WHAT IS REQUIRED: Extract all lines from the data beneath that include the word "DegreeLevel".

RECORDS SHOWN:
impl DegreeLevel {
    pub const fn label(self) -> &'static str {
        match self {
            DegreeLevel::NoDegree => "no degree",
            DegreeLevel::HighSchool => "high school diploma",
            DegreeLevel::Associate => "associate degree",
            DegreeLevel::Bachelor => "bachelor's degree",
            DegreeLevel::Master => "master's degree",
            DegreeLevel::Doctorate => "doctorate",
        }
    }
}

#[derive(Debug, Clone, PartialEq, Serialize, Deserialize)]
#[serde(rename_all = "camelCase")]
pub struct Education {
    pub highest_degree: DegreeLevel,
    #[serde(default)]
    pub field_of_study: Option<String>,
    #[serde(default)]
    pub foreign_degree: bool,
    #[serde(default)]
    pub degree_country: Option<String>,
}

#[derive(Debug, Clone, Default, PartialEq, Serialize, Deserialize)]
#[serde(rename_all = "camelCase", default)]
pub struct Experience {
    pub total_years: f32,
    pub relevant_years: f32,
    /// Countries (ISO alpha-3) where the experience was acquired.
    pub countries: Vec<String>,
}

#[derive(Debug, Clone, PartialEq, Serialize, Deserialize)]
#[serde(rename_all = "camelCase")]
pub struct Institution {
    pub name: String,
    /// Identifier looked up in the institution eligibility table, e.g. `university`.
    pub institution_type: String,
    #[serde(default)]
    pub region: Option<String>,
    #[serde(default = "default_true")]
    pub accredited: bool,
}

fn default_true() -> bool {
    true
}

#[derive(Debug, Clone, Copy, PartialEq, Eq, PartialOrd, Ord, Hash, Serialize, Deserialize)]
#[serde(rename_all = "snake_case")]
pub enum PositionLevel {
    Instructor,
    Lecturer,
    Researcher,
    AssistantProfessor,
    AssociateProfessor,
    FullProfessor,
    Specialist,
    Manager,
}

impl PositionLevel {
    /// Seniority score used by qualification checks.
    pub const fn seniority_score(self) -> u8 {
        match self {
            PositionLevel::FullProfessor => 100,
            PositionLevel::AssociateProfessor => 90,
            PositionLevel::AssistantProfessor => 80,
            PositionLevel::Manager => 80,
            PositionLevel::Researcher => 75,
            PositionLevel::Specialist => 70,
            PositionLevel::Lecturer => 65,
            PositionLevel::Instructor => 55,
        }
    }
}

#[derive(Debug, Clone, Copy, PartialEq, Eq, PartialOrd, Ord, Hash, Serialize, Deserialize)]
#[serde(rename_all = "snake_case")]
pub enum ActivityKind {
    Teaching,
    Research,
    TeachingAndResearch,
    LanguageInstruction,
    Engineering,
    InformationTechnology,
    Design,
    Management,
}

impl ActivityKind {
    pub const fn involves_research(self) -> bool {
        matches!(self, ActivityKind::Research | ActivityKind::TeachingAndResearch)
    }
}

#[derive(Debug, Clone, PartialEq, Serialize, Deserialize)]
#[serde(rename_all = "camelCase")]
pub struct Position {
    pub title: String,
    pub level: PositionLevel,
    pub activity: ActivityKind,
}

#[derive(Debug, Clone, Default, PartialEq, Serialize, Deserialize)]
#[serde(rename_all = "camelCase", default)]
pub struct ContractTerms {
    pub duration_months: u32,
    pub annual_salary: u64,
    pub weekly_hours: f32,
    pub exclusive: bool,
}

#[derive(Debug, Clone, Default, PartialEq, Serialize, Deserialize)]
#[serde(rename_all = "camelCase", default)]
pub struct ActivityPlan {
    pub teaching_plan: bool,
    pub research_plan: bool,
    pub weekly_teaching_hours: f32,
}

#[derive(Debug, Clone, Default, PartialEq, Serialize, Deserialize)]
#[serde(rename_all = "camelCase", default)]
pub struct TeachingCredentials {
    /// Certifications such as `tefl`, `tesol`, or `celta`.
    pub certifications: Vec<String>,
    pub years: f32,
}

impl TeachingCredentials {
    pub fn has_certification(&self, name: &str) -> bool {
        self.certifications
            .iter()
            .any(|held| held.trim().eq_ignore_ascii_case(name))
    }
}

/// Current stay in-country, used by extension and re-entry tracks.
#[derive(Debug, Clone, Default, PartialEq, Serialize, Deserialize)]
#[serde(rename_all = "camelCase", default)]
pub struct StayStatus {
    pub visa_expiry: Option<NaiveDate>,
    pub planned_departure: Option<NaiveDate>,
    pub planned_return: Option<NaiveDate>,
    /// Holds a valid alien registration.
    pub registered: bool,
}

#[derive(Debug, Clone, Copy, Default, PartialEq, Eq, Serialize, Deserialize)]
#[serde(rename_all = "camelCase", default)]
pub struct ImmigrationHistory {
    pub prior_violations: u32,
    pub unresolved_violations: bool,
    pub prior_refusals: u32,
    pub tax_arrears: bool,
    pub criminal_record: bool,
}

impl ImmigrationHistory {
    pub fn is_clean(&self) -> bool {
        self.prior_violations == 0
            && !self.unresolved_violations
            && self.prior_refusals == 0
            && !self.tax_arrears
            && !self.criminal_record
    }
}

#[derive(Debug, Clone, Default, PartialEq, Serialize, Deserialize)]
#[serde(rename_all = "camelCase", default)]
pub struct AdministrativeInfo {
    /// ISO-3166 alpha-3 nationality code.
    pub nationality: Option<String>,
    pub office: Option<String>,
    pub application_date: Option<NaiveDate>,
}

/// Closed set of document identifiers known to the catalog.
#[derive(Debug, Clone, Copy, PartialEq, Eq, PartialOrd, Ord, Hash, Serialize, Deserialize)]
#[serde(rename_all = "snake_case")]
pub enum DocumentKind {
    Passport,
    Photo,
    ApplicationForm,
    FeeReceipt,
    AlienRegistrationCard,
    EmploymentContract,
    DegreeCertificate,
    DegreeApostille,
    DegreeVerificationLetter,
    Transcript,
    CareerCertificate,
    CriminalRecordCheck,
    HealthCertificate,
    TuberculosisTest,
    BusinessRegistration,
    InstitutionEstablishmentPermit,
    EmploymentRecommendation,
    ResearchPlan,
    TeachingPlan,
    PublicationList,
    TeachingCertificate,
    SalaryStatement,
    TaxPaymentCertificate,
    ResidenceProof,
    ReleaseLetter,
    FamilyRelationCertificate,
    ReturnTicket,
    ProfessionalLicense,
}

impl DocumentKind {
    pub const fn id(self) -> &'static str {
        match self {
            DocumentKind::Passport => "passport",
            DocumentKind::Photo => "photo",
            DocumentKind::ApplicationForm => "application_form",
            DocumentKind::FeeReceipt => "fee_receipt",
            DocumentKind::AlienRegistrationCard => "alien_registration_card",
            DocumentKind::EmploymentContract => "employment_contract",
            DocumentKind::DegreeCertificate => "degree_certificate",
            DocumentKind::DegreeApostille => "degree_apostille",
            DocumentKind::DegreeVerificationLetter => "degree_verification_letter",
            DocumentKind::Transcript => "transcript",
            DocumentKind::CareerCertificate => "career_certificate",
            DocumentKind::CriminalRecordCheck => "criminal_record_check",
            DocumentKind::HealthCertificate => "health_certificate",
            DocumentKind::TuberculosisTest => "tuberculosis_test",
            DocumentKind::BusinessRegistration => "business_registration",
            DocumentKind::InstitutionEstablishmentPermit => "institution_establishment_permit",
            DocumentKind::EmploymentRecommendation => "employment_recommendation",
            DocumentKind::ResearchPlan => "research_plan",
            DocumentKind::TeachingPlan => "teaching_plan",
            DocumentKind::PublicationList => "publication_list",
            DocumentKind::TeachingCertificate => "teaching_certificate",
            DocumentKind::SalaryStatement => "salary_statement",
            DocumentKind::TaxPaymentCertificate => "tax_payment_certificate",
            DocumentKind::ResidenceProof => "residence_proof",
            DocumentKind::ReleaseLetter => "release_letter",
            DocumentKind::FamilyRelationCertificate => "family_relation_certificate",
            DocumentKind::ReturnTicket => "return_ticket",
            DocumentKind::ProfessionalLicense => "professional_license",
        }
    }
}

impl fmt::Display for DocumentKind {
    fn fmt(&self, f: &mut fmt::Formatter<'_>) -> fmt::Result {
        f.write_str(self.id())
    }
}

/// Metadata declared by the caller for a submitted document. Content is never inspected.
#[derive(Debug, Clone, Default, PartialEq, Serialize, Deserialize)]
#[serde(rename_all = "camelCase", default)]
pub struct SubmittedDocument {
    pub apostilled: Option<bool>,
    pub translated: Option<bool>,
    pub issued_date: Option<NaiveDate>,
    pub valid_until: Option<NaiveDate>,
    pub annual_salary: Option<u64>,
    pub weekly_hours: Option<f32>,
    pub certifications: Vec<String>,
}

pub type SubmittedDocuments = BTreeMap<DocumentKind, SubmittedDocument>;

/// Severity attached to issues raised anywhere in the pipeline.
#[derive(Debug, Clone, Copy, PartialEq, Eq, PartialOrd, Ord, Hash, Serialize, Deserialize)]
#[serde(rename_all = "snake_case")]
pub enum Severity {
    Info,
    Warning,
    Critical,
    /// Internal failure isolated during evaluation (for example a failing rule).
    System,
}

#[derive(Debug, Clone, PartialEq, Eq, Serialize, Deserialize)]
#[serde(rename_all = "camelCase")]
pub struct Issue {
    pub severity: Severity,
    pub message: String,
    #[serde(default, skip_serializing_if = "Option::is_none")]
    pub rule_id: Option<String>,
}

impl Issue {
    pub fn new(severity: Severity, message: impl Into<String>) -> Self {
        Self {
            severity,
            message: message.into(),
            rule_id: None,
        }
    }

    pub fn info(message: impl Into<String>) -> Self {
        Self::new(Severity::Info, message)
    }

    pub fn warning(message: impl Into<String>) -> Self {
        Self::new(Severity::Warning, message)
    }

    pub fn critical(message: impl Into<String>) -> Self {
        Self::new(Severity::Critical, message)
    }

    pub fn from_rule(mut self, rule_id: impl Into<String>) -> Self {
        self.rule_id = Some(rule_id.into());
        self
    }
}

/// Confidence label shared by the classifier and the final decision.
#[derive(Debug, Clone, Copy, PartialEq, Eq, PartialOrd, Ord, Hash, Serialize, Deserialize)]
#[serde(rename_all = "SCREAMING_SNAKE_CASE")]
pub enum Confidence {
    Low,
    Medium,
    High,
}

impl Confidence {
    pub const fn label(self) -> &'static str {
        match self {
            Confidence::Low => "LOW",
            Confidence::Medium => "MEDIUM",
            Confidence::High => "HIGH",
        }
    }

    /// One step lower, saturating at `Low`.
    pub const fn downgraded(self) -> Self {
        match self {
            Confidence::High => Confidence::Medium,
            Confidence::Medium | Confidence::Low => Confidence::Low,
        }
    }
}

/// Clamp a signed or fractional intermediate score into `[0, 100]`.
pub(crate) fn clamp_score(value: f64) -> u8 {
    if !value.is_finite() {
        return 0;
    }
    value.round().clamp(0.0, 100.0) as u8
}

#[cfg(test)]
mod tests {
    use super::*;

    #[test]
    fn visa_type_parse_accepts_common_spellings() {
        assert_eq!(VisaType::parse("E-1").expect("parses"), VisaType::E1);
        assert_eq!(VisaType::parse(" e2 ").expect("parses"), VisaType::E2);
        assert_eq!(VisaType::parse("e_7").expect("parses"), VisaType::E7);
    }

    #[test]
    fn application_type_parse_reports_unknown_tracks() {
        assert_eq!(
            " change-of-status ".parse::<ApplicationType>().expect("parses"),
            ApplicationType::Change
        );
        match "transfer".parse::<ApplicationType>() {
            Err(EligibilityError::UnknownApplicationType { application_type }) => {
                assert_eq!(application_type, "transfer")
            }
            other => panic!("expected unknown application type, got {other:?}"),
        }
    }

    #[test]
    fn visa_type_parse_rejects_uncataloged_codes() {
        match VisaType::parse("D-2") {
            Err(EligibilityError::UnsupportedVisaType { visa_type }) => {
                assert_eq!(visa_type, "D-2")
            }
            other => panic!("expected unsupported visa type, got {other:?}"),
        }
    }

    #[test]
    fn request_deserializes_from_camel_case_payload() {
        let payload = serde_json::json!({
            "visaType": "E-1",
            "applicationType": "NEW",
            "applicantData": {
                "evaluation": {
                    "education": { "highestDegree": "doctorate" },
                    "history": { "priorViolations": 1 }
                },
                "administrative": { "nationality": "USA" }
            },
            "submittedDocuments": {
                "passport": { "issuedDate": "2024-01-10" }
            }
        });

        let request: EvaluationRequest =
            serde_json::from_value(payload).expect("request deserializes");
        assert_eq!(request.application_type, Some(ApplicationType::New));
        assert_eq!(
            request
                .applicant_data
                .evaluation
                .education
                .as_ref()
                .map(|education| education.highest_degree),
            Some(DegreeLevel::Doctorate)
        );
        assert_eq!(request.applicant_data.evaluation.history.prior_violations, 1);
        assert!(request
            .submitted_documents
            .contains_key(&DocumentKind::Passport));
    }

    #[test]
    fn clamp_score_bounds_values() {
        assert_eq!(clamp_score(-12.0), 0);
        assert_eq!(clamp_score(140.2), 100);
        assert_eq!(clamp_score(f64::NAN), 0);
        assert_eq!(clamp_score(69.5), 70);
    }
}
use std::fmt;

use serde::{Deserialize, Serialize};

use super::super::context::EvaluationContext;
use super::super::domain::ApplicationType;
use super::super::evaluators::TrackEvaluation;

#[derive(Debug, Clone, Copy, PartialEq, Eq, PartialOrd, Ord, Hash, Serialize, Deserialize)]
#[serde(rename_all = "snake_case")]
pub enum FactorCategory {
    Education,
    Experience,
    Legal,
    Immigration,
    Documentation,
    Employment,
    Eligibility,
    /// Favourable circumstance. Never counted towards tier or risk.
    Advantage,
}

#[derive(Debug, Clone, Copy, PartialEq, Eq, PartialOrd, Ord, Hash, Serialize, Deserialize)]
#[serde(rename_all = "SCREAMING_SNAKE_CASE")]
pub enum ComplexityTier {
    Simple,
    Moderate,
    Complex,
    VeryComplex,
}

impl ComplexityTier {
    pub const ALL: [ComplexityTier; 4] = [
        ComplexityTier::Simple,
        ComplexityTier::Moderate,
        ComplexityTier::Complex,
        ComplexityTier::VeryComplex,
    ];

    pub const fn label(self) -> &'static str {
        match self {
            ComplexityTier::Simple => "SIMPLE",
            ComplexityTier::Moderate => "MODERATE",
            ComplexityTier::Complex => "COMPLEX",
            ComplexityTier::VeryComplex => "VERY_COMPLEX",
        }
    }

    /// Tier implied by a single factor's impact.
    pub const fn from_impact(impact: u8) -> Self {
        match impact {
            0 | 1 => ComplexityTier::Simple,
            2 => ComplexityTier::Moderate,
            3 => ComplexityTier::Complex,
            _ => ComplexityTier::VeryComplex,
        }
    }
}

impl fmt::Display for ComplexityTier {
    fn fmt(&self, f: &mut fmt::Formatter<'_>) -> fmt::Result {
        f.write_str(self.label())
    }
}

#[derive(Debug, Clone, Copy, PartialEq, Eq, PartialOrd, Ord, Hash, Serialize, Deserialize)]
#[serde(rename_all = "SCREAMING_SNAKE_CASE")]
pub enum SupportLevel {
    Optional,
    Recommended,
    HighlyRecommended,
    Required,
}

impl SupportLevel {
    pub const fn label(self) -> &'static str {
        match self {
            SupportLevel::Optional => "OPTIONAL",
            SupportLevel::Recommended => "RECOMMENDED",
            SupportLevel::HighlyRecommended => "HIGHLY_RECOMMENDED",
            SupportLevel::Required => "REQUIRED",
        }
    }
}

impl fmt::Display for SupportLevel {
    fn fmt(&self, f: &mut fmt::Formatter<'_>) -> fmt::Result {
        f.write_str(self.label())
    }
}

#[derive(Debug, Clone, PartialEq, Eq, Serialize, Deserialize)]
#[serde(rename_all = "camelCase")]
pub struct ComplexityFactor {
    pub category: FactorCategory,
    pub tier: ComplexityTier,
    /// 1 (minor) to 4 (dominant).
    pub impact: u8,
    pub description: String,
    /// Added processing days. Negative for advantages.
    pub added_days: i32,
    pub support: SupportLevel,
}

impl ComplexityFactor {
    pub fn new(
        category: FactorCategory,
        impact: u8,
        added_days: i32,
        support: SupportLevel,
        description: impl Into<String>,
    ) -> Self {
        let impact = impact.clamp(1, 4);
        Self {
            category,
            tier: ComplexityTier::from_impact(impact),
            impact,
            description: description.into(),
            added_days,
            support,
        }
    }

    pub fn is_advantage(&self) -> bool {
        self.category == FactorCategory::Advantage
    }

    /// Legal factors and any factor at the very-complex tier drive the risk level.
    pub fn is_risk_bearing(&self) -> bool {
        !self.is_advantage()
            && (self.category == FactorCategory::Legal || self.tier == ComplexityTier::VeryComplex)
    }
}

/// Enumerate complexity factors from the applicant and the track outcome, in a fixed order.
pub fn identify_factors(
    ctx: &EvaluationContext<'_>,
    track: &TrackEvaluation,
) -> Vec<ComplexityFactor> {
    let attributes = &ctx.applicant.evaluation;
    let mut factors = Vec::new();

    if let Some(education) = attributes.education.as_ref().filter(|e| e.foreign_degree) {
        let country = education.degree_country.as_deref().unwrap_or("abroad");
        factors.push(ComplexityFactor::new(
            FactorCategory::Education,
            2,
            14,
            SupportLevel::Recommended,
            format!("foreign degree from {country} requires verification"),
        ));
    }

    if let Some(experience) = attributes.experience.as_ref() {
        let mut countries: Vec<String> = experience
            .countries
            .iter()
            .map(|country| country.trim().to_ascii_uppercase())
            .filter(|country| !country.is_empty())
            .collect();
        countries.sort();
        countries.dedup();
        match countries.len() {
            0 | 1 => {}
            2 => factors.push(ComplexityFactor::new(
                FactorCategory::Experience,
                1,
                5,
                SupportLevel::Optional,
                "experience acquired in two countries",
            )),
            count => factors.push(ComplexityFactor::new(
                FactorCategory::Experience,
                2,
                10,
                SupportLevel::Recommended,
                format!("experience acquired in {count} countries"),
            )),
        }
    }

    let history = attributes.history;
    if history.unresolved_violations {
        factors.push(ComplexityFactor::new(
            FactorCategory::Legal,
            4,
            60,
            SupportLevel::Required,
            "unresolved immigration violations",
        ));
    } else if history.prior_violations > 0 {
        factors.push(ComplexityFactor::new(
            FactorCategory::Legal,
            3,
            30,
            SupportLevel::HighlyRecommended,
            format!("{} resolved immigration violation(s)", history.prior_violations),
        ));
    }
    if history.criminal_record {
        factors.push(ComplexityFactor::new(
            FactorCategory::Legal,
            4,
            45,
            SupportLevel::Required,
            "criminal record declared",
        ));
    }
    if history.tax_arrears {
        factors.push(ComplexityFactor::new(
            FactorCategory::Legal,
            3,
            21,
            SupportLevel::HighlyRecommended,
            "outstanding tax arrears",
        ));
    }
    match history.prior_refusals {
        0 => {}
        1 => factors.push(ComplexityFactor::new(
            FactorCategory::Immigration,
            2,
            14,
            SupportLevel::Recommended,
            "one prior visa refusal",
        )),
        refusals => factors.push(ComplexityFactor::new(
            FactorCategory::Immigration,
            3,
            30,
            SupportLevel::HighlyRecommended,
            format!("{refusals} prior visa refusals"),
        )),
    }

    if ctx.application_type == ApplicationType::Change {
        factors.push(ComplexityFactor::new(
            FactorCategory::Immigration,
            2,
            14,
            SupportLevel::Recommended,
            "change of status application",
        ));
    }

    let missing = ctx.documents.missing.len();
    if missing > 0 {
        let impact = if missing >= 3 { 3 } else { 2 };
        factors.push(ComplexityFactor::new(
            FactorCategory::Documentation,
            impact,
            7 * missing as i32,
            if missing >= 3 {
                SupportLevel::HighlyRecommended
            } else {
                SupportLevel::Recommended
            },
            format!("{missing} required document(s) missing"),
        ));
    }
    let invalid = ctx.documents.penalized_invalid_count();
    if invalid > 0 {
        factors.push(ComplexityFactor::new(
            FactorCategory::Documentation,
            1,
            3 * invalid as i32,
            SupportLevel::Optional,
            format!("{invalid} submitted document(s) need correction"),
        ));
    }

    if let Some(contract) = attributes.contract.as_ref() {
        if contract.duration_months < ctx.tables.minimum_contract_months {
            factors.push(ComplexityFactor::new(
                FactorCategory::Employment,
                2,
                7,
                SupportLevel::Recommended,
                format!("short contract of {} months", contract.duration_months),
            ));
        }
    }

    if track.is_disqualified() {
        let reasons: Vec<String> = track
            .disqualifiers
            .iter()
            .map(|disqualifier| disqualifier.summary())
            .collect();
        factors.push(ComplexityFactor::new(
            FactorCategory::Eligibility,
            3,
            0,
            SupportLevel::HighlyRecommended,
            format!("categorical disqualifier: {}", reasons.join("; ")),
        ));
    }

    if let Some(institution) = attributes.institution.as_ref() {
        if let Some(region) = institution.region.as_deref() {
            if ctx.tables.is_incentive_region(region) {
                factors.push(ComplexityFactor::new(
                    FactorCategory::Advantage,
                    1,
                    -7,
                    SupportLevel::Optional,
                    format!("{} is in the incentivised region {region}", institution.name),
                ));
            }
        }
    }

    factors
}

RESULT BELOW:
impl DegreeLevel {
            DegreeLevel::NoDegree => "no degree",
            DegreeLevel::HighSchool => "high school diploma",
            DegreeLevel::Associate => "associate degree",
            DegreeLevel::Bachelor => "bachelor's degree",
            DegreeLevel::Master => "master's degree",
            DegreeLevel::Doctorate => "doctorate",
    pub highest_degree: DegreeLevel,
            Some(DegreeLevel::Doctorate)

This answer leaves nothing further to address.